The Facebook login page did fall out of the top spot last year in favor of a ReadWriteWeb story about changes to the Facebook login page.

The comment thread rapidly filled with deeply confused people complaining that they couldn't figure out how to log in on this new page.


Search term in domain name should not have as much value as it currently does. Along similar lines, I think link anchor text is way overweighted as it's fairly easy to game for commercial searches and not at all common for the type of "editorial link" model pagerank assumed.

As it stands, link buying is rampant: as risky as black hat techniques are for real businesses, if you're building diverse spam web properties through a scalable model, it's not really risky at all. it's not like google can give you a permaban.


> That's a lot harder for most people to manage than just using a search box.

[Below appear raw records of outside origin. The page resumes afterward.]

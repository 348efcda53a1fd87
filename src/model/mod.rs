//! Value model for JSON comparison.
//!
//! Documents are plain `serde_json::Value` trees (with `preserve_order`, so
//! object members keep their document order). This module adds the runtime
//! type classification, exact equality and path helpers the engine relies on.

pub mod path;
mod value;

pub use path::{display_path, join_index, join_key};
pub use value::{
    count_fields, display_value, find_deeper_than, numbers_equal, values_equal, RuntimeType,
    ValueKind,
};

Hey, sounds like a business opportunity. "Join our bogon-buster network! [fine print: invite only, your activities and reviews will be rated by other members.]"

Of course, after awhile, you'll need another layer on top of it to make sure that your bogon-buster networks aren't full of spammers themselves.


Yes, you then have the same problem suffered by most social networks.

I actually think a similar problem has been partially solved by Twitter already. Twitter grows but the content curation is done by the people you follow therefore new users don't affect your interactions on the site unless you let them. Of course, there's gardening work which has to be done by the user in getting to this point but it would probably be less work than browsing some of Google's search results.

Additionally the intelligent thing would be to mine the social interactions of authoritative users to provide public data for users that don't want to engage with the app.

edit: Of course, it's possible to become an authoritative spammer in which case as a power user you will still need to garden the group of users that you interact with.


So why not adapt the Twitter model to this? You can choose who to include in your Bogon-net, and maybe set different confidence requirements; e.g., "Show me only results that at least 50% of my Bogon-busters have rated, and only show me results that have a 75% approval rating."

The problems I already see are a) having to compute all those scores, and b) I'm unlikely to rate more than a handful of sites a day - I think Google tried that with their browser toolbar, too.


> How could this be solved though?

We aren't talking about tornadoes or earthquakes. Let's remember that spammers are people.

How would we "solve" people who spread toxic waste on city streets?

That is exactly the way to deal with spammers. They have names, addresses, bank accounts, finally bodies. All of these could be located and dealt with if law enforcement officials felt like it.

Until spammers are dealt with in exactly the same way as other types of miscreants who love to piss in our collective soup, the problem will persist and grow arbitrarily worse.


Please don't get the government involved in this. As much as I dislike eHow.com, I don't think they need to be dragged away in chains for "SEOing one's way to the top of search results, title 256, section D". That's not a good kind of call for the government to make.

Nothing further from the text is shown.